• [Exercise details] Every line in the records below that holds the word "Debug" is to be copied.

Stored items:
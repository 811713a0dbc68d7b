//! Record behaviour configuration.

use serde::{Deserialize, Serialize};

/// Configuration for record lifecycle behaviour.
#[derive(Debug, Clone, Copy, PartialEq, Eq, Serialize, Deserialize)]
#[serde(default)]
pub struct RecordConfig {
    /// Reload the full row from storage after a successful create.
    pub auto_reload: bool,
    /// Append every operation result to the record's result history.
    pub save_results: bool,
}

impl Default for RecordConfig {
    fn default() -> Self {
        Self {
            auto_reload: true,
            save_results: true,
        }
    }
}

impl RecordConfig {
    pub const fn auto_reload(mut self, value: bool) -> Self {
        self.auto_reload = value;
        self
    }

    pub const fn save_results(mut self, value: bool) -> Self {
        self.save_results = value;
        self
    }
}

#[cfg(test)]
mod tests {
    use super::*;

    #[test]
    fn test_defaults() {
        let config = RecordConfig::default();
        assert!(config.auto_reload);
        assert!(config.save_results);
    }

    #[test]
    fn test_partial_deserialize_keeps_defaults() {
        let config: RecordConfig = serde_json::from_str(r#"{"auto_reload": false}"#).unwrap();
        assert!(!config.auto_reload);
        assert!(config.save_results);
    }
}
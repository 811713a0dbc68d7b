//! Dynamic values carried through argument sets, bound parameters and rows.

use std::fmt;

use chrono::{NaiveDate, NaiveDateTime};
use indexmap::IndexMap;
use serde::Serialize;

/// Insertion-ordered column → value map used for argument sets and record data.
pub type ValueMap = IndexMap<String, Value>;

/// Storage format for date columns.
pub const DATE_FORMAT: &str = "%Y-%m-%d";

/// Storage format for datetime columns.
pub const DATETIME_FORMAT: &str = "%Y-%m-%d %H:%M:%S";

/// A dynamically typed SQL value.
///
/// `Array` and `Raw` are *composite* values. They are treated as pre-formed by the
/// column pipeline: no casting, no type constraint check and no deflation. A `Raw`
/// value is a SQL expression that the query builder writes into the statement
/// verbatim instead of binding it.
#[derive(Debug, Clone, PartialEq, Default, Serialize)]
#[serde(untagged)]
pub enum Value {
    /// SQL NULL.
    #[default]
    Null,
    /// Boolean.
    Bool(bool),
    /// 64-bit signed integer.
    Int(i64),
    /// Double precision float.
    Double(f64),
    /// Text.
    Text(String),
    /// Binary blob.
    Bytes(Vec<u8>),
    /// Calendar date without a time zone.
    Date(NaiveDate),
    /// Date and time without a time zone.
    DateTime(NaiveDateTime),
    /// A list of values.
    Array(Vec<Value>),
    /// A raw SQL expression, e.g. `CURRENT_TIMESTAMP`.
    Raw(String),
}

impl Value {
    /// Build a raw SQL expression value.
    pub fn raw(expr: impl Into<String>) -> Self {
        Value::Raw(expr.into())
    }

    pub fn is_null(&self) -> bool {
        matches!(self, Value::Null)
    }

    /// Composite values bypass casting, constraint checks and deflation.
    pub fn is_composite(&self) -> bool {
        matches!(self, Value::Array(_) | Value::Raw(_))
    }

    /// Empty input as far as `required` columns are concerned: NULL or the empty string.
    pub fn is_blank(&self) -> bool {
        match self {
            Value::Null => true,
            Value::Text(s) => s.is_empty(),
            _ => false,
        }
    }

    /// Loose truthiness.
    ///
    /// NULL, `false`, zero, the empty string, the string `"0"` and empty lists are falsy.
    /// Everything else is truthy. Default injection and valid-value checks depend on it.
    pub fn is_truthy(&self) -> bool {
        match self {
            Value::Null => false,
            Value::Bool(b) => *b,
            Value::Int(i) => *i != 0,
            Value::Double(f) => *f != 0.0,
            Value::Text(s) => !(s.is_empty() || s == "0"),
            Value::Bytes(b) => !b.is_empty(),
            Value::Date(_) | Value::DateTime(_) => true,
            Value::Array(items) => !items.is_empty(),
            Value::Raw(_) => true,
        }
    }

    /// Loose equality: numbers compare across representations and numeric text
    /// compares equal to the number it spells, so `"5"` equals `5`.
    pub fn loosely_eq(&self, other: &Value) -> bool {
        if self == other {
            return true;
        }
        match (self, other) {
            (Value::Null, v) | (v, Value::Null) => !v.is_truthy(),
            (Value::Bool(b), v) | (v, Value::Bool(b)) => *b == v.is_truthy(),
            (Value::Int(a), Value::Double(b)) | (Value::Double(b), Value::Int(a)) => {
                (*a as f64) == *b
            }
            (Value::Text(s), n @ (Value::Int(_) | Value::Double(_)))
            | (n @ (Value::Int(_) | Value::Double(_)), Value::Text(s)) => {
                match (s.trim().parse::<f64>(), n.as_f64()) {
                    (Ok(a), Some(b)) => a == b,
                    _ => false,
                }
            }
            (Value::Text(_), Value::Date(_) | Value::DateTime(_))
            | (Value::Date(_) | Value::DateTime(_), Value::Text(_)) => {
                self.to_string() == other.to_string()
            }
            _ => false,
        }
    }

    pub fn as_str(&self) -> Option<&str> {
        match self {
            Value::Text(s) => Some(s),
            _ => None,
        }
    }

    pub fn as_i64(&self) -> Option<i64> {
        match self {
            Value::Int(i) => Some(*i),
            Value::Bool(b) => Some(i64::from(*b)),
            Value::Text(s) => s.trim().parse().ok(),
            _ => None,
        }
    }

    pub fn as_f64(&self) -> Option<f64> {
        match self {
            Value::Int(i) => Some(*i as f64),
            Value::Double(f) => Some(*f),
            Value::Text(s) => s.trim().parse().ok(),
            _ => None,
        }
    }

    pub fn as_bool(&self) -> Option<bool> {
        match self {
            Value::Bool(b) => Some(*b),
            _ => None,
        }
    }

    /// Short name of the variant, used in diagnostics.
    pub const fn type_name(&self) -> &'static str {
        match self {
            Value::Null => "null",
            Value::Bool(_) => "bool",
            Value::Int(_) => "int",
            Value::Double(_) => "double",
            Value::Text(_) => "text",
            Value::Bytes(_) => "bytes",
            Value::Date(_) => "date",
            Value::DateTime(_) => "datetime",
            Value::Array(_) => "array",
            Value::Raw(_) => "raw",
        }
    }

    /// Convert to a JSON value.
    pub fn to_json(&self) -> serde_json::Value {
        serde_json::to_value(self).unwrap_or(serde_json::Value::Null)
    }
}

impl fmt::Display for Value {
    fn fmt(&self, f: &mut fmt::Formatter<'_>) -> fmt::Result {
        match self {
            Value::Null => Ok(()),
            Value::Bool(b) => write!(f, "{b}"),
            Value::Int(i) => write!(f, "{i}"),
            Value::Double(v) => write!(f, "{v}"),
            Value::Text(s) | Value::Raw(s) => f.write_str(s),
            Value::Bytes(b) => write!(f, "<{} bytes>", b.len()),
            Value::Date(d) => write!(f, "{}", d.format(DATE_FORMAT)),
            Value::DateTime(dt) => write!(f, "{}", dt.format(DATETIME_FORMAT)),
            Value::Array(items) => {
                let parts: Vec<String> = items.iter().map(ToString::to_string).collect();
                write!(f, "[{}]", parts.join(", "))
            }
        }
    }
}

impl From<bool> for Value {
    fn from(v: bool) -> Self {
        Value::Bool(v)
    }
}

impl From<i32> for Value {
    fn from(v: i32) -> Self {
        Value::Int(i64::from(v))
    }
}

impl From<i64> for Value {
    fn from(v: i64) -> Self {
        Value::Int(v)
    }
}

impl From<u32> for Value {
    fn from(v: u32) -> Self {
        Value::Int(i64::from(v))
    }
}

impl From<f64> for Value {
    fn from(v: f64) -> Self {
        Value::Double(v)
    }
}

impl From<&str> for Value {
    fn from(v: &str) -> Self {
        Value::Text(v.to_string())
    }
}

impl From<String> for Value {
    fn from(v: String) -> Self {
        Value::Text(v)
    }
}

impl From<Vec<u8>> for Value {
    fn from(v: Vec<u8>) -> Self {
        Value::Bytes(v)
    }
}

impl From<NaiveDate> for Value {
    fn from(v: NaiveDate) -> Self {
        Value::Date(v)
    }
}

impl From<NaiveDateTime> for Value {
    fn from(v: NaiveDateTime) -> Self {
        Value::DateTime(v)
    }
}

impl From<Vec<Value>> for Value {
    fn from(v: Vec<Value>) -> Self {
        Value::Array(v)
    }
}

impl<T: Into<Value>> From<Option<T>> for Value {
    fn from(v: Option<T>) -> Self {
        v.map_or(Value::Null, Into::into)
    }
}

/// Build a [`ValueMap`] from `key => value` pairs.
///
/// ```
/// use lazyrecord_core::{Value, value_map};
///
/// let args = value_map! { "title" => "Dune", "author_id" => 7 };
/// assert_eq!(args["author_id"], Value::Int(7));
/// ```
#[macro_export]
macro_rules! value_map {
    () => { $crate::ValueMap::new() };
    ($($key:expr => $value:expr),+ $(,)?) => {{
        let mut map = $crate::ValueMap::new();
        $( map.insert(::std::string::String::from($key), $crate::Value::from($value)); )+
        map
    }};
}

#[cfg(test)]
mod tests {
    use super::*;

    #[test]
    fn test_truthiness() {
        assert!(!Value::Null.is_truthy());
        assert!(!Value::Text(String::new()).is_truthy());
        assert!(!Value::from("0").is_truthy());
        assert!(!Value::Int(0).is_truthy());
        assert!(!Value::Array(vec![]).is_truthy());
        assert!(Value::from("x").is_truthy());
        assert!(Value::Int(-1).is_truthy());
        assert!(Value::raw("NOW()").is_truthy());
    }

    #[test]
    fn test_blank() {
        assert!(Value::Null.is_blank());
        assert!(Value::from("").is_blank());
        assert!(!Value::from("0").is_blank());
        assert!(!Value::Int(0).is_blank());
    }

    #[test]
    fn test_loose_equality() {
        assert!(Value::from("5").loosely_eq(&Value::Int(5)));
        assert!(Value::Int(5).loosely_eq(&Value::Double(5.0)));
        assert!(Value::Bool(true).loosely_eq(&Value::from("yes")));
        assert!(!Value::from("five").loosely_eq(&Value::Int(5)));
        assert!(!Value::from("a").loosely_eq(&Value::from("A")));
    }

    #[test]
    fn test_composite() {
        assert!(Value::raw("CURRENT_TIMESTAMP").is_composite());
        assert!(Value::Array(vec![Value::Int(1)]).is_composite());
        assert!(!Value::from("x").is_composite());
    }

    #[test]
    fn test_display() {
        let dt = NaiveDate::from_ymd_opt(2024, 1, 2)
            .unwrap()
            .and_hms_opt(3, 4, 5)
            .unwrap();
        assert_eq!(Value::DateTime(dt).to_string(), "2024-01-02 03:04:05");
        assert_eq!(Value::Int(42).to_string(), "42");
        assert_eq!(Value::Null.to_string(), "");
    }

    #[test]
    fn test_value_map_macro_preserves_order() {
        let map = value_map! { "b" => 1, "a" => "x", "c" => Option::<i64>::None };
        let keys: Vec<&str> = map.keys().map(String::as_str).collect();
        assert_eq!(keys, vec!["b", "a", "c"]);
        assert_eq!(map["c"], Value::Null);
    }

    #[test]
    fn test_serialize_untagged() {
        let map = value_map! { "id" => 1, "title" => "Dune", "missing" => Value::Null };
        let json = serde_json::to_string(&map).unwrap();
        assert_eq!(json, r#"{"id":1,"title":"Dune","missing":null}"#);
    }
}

• [Answer box]
#[derive(Debug, Clone, Copy, PartialEq, Eq, Serialize, Deserialize)]
#[derive(Debug, Clone, PartialEq, Default, Serialize)]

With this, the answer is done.